By NJOKI CHEGE January 22nd, 2014 2 min read

Last weekend I attended a graduation party, the kind of parties where you meet people you haven’t seen in years.

Obviously, besides eating pilau, njahi, mukimo and chunks of meat, we played catch up.

I found myself in a group of young ladies, all in their early 30s, and as you already know, where two or three women are gathered, gossip shall be there.

True to this, one of the ladies – whom we shall call Gladys, started a conversation that got our attention.

Gladys talked about her friend- Mama Sue, whose husband had a habit of sleeping around with every househelp they employed.

Twisted mind

She said the man was so randy that he even made one of the girls pregnant.  The girl happened to be Mama Sue’s neighbour upcountry.

According to her, Mama Sue is a twisted woman with a twisted mind, who thinks that it is the househelps who throw themselves at her “handsome” man, and it is up to her to fend them off.

It is for this reason that she always threatens househelps that she would fire them should she see them even glancing at her hunk of a “hazbad”.

The women were excited to hear the news  even as  I pretended to be busy with my phone – but I couldn’t help eavesdropping. “Now I have a problem here,” said Gladys in a hushed tone.

“Yesterday, I passed by Mama Sue’s house  and found the housegirl crying.  I pretended that I cared, so I asked her what the issue was,” Gladys continued.

According to her, the househelp, who was barely 19, told her that Sue’s husband  was making advances at her.

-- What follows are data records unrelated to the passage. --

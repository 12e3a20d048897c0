//! Chirp - a small Twitter-style social network service
//!
//! # Architecture
//!
//! ```text
//! ┌─────────────────────────────────────────────────────────────┐
//! │                      API Layer (Axum)                        │
//! │  - Feed, tweet, profile and message endpoints (JSON)        │
//! │  - Login/logout, health, metrics                            │
//! └─────────────────────────────────────────────────────────────┘
//!                              │
//! ┌─────────────────────────────────────────────────────────────┐
//! │                     Service Layer                            │
//! │  - Input validation                                         │
//! │  - Credential checks, get-or-create conversations           │
//! └─────────────────────────────────────────────────────────────┘
//!                              │
//! ┌─────────────────────────────────────────────────────────────┐
//! │                      Data Layer                              │
//! │  - SQLite (sqlx): feed and relationship queries             │
//! │  - R2 storage for tweet images                              │
//! └─────────────────────────────────────────────────────────────┘
//! ```
//!
//! # Modules
//!
//! - `api`: HTTP handlers
//! - `service`: Business logic layer
//! - `data`: Database layer
//! - `storage`: Cloudflare R2 media storage
//! - `auth`: Password login and signed sessions
//! - `config`: Configuration management
//! - `error`: Error types
//! - `metrics`: Prometheus instruments

pub mod api;
pub mod auth;
pub mod config;
pub mod data;
pub mod error;
pub mod metrics;
pub mod service;
pub mod storage;

use std::sync::Arc;

/// Application state shared across all handlers
///
/// Cloned for each request; every field is reference counted.
#[derive(Clone)]
pub struct AppState {
    /// Application configuration
    pub config: Arc<config::AppConfig>,

    /// Database connection pool
    pub db: Arc<data::Database>,

    /// Media storage (Cloudflare R2)
    pub storage: Arc<storage::MediaStorage>,
}

impl AppState {
    /// Initialize application state
    ///
    /// # Steps
    /// 1. Connect to SQLite database and run migrations
    /// 2. Build the R2 client
    ///
    /// # Errors
    /// Returns error if any initialization step fails
    pub async fn new(config: config::AppConfig) -> Result<Self, error::AppError> {
        tracing::info!("Initializing application state...");

        // 1. Connect to SQLite database
        let db = data::Database::connect_with_config(&config.database).await?;
        tracing::info!("Database connected");

        // 2. Connect to R2 storage
        let storage = storage::MediaStorage::new(&config.storage.media, &config.cloudflare).await?;
        tracing::info!("Media storage initialized");

        tracing::info!("Application state initialized successfully");

        Ok(Self {
            config: Arc::new(config),
            db: Arc::new(db),
            storage: Arc::new(storage),
        })
    }
}

/// Build the Axum router with all routes.
///
/// This is shared by the binary and integration tests to keep route
/// composition consistent across environments.
pub fn build_router(state: AppState) -> axum::Router {
    use axum::Router;
    use axum::extract::DefaultBodyLimit;
    use std::time::Duration;
    use tower_http::{
        compression::CompressionLayer, limit::RequestBodyLimitLayer, timeout::TimeoutLayer,
        trace::TraceLayer,
    };

    let cors_layer = build_cors_layer(&state.config.server);
    let max_body_bytes = state.config.server.max_body_bytes;
    let request_timeout = Duration::from_secs(state.config.server.request_timeout_seconds);

    Router::new()
        .merge(api::ops_router())
        .merge(auth::auth_router())
        .merge(api::app_router(state.clone()))
        // Replace axum's 2 MB default with the configured limit
        .layer(DefaultBodyLimit::disable())
        .layer(RequestBodyLimitLayer::new(max_body_bytes))
        .layer(TimeoutLayer::new(request_timeout))
        .layer(CompressionLayer::new())
        .layer(TraceLayer::new_for_http())
        .layer(cors_layer)
        .with_state(state)
}

fn build_cors_layer(server: &config::ServerConfig) -> tower_http::cors::CorsLayer {
    use axum::http::HeaderValue;
    use tower_http::cors::{Any, CorsLayer};

    if !server.protocol.eq_ignore_ascii_case("https") {
        return CorsLayer::permissive();
    }

    let allowed_origin = server.base_url();
    match HeaderValue::from_str(&allowed_origin) {
        Ok(origin) => CorsLayer::new()
            .allow_origin([origin])
            .allow_methods(Any)
            .allow_headers(Any),
        Err(error) => {
            tracing::error!(
                %error,
                origin = %allowed_origin,
                "Failed to parse CORS origin from server base URL; denying cross-origin requests"
            );
            CorsLayer::new().allow_methods(Any).allow_headers(Any)
        }
    }
}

He had asked her to sleep with him, but when she refused, he threatened to tell his wife that she was throwing herself at him.

The ladies thought for a while and one came up with a brilliant idea. “Just tell her close friend to tell her,” she suggested.

All the ladies nodded in agreement; with one adding that she would not want to be in Gladys’ position because Mama Sue was ‘bad news’. The ladies finally resolved to tell Mama Sue’s closest friend, who would in turn break the news to her.

I sat there wondering, when we (women) will  ever heal from this deadly disease that is gossip?

Women love to talk. We talk as we eat, drive, do our hair, work, and sometimes, we even talk in our sleep. We like to talk about ourselves, our spouses, children, neighbours, jobs, but mostly, we love to talk about others, especially other people’s problems.

Somehow, we find solace in talking about other people’s misfortunes.  We do this in a bid to compare our lives with others and console ourselves with other people’s problems.

We magnify our friends’ problems so that ours look smaller, and somehow, we derive energy to move on with our troubled lives.

Naturally, we may feel the need to ‘share’ other people’s problems  but the truth is, we are only making things worse for ourselves.

Gossiping about another person only makes you look cheap.  Talking about your friends’ problems doesn’t make you a better human being, but a bitter person, who is unable to sort out their own problems.

Oh, and be careful of those friends who tell you about others. You do remember the saying that goes ‘those who tell you about others also tell others about you,’ don’t you?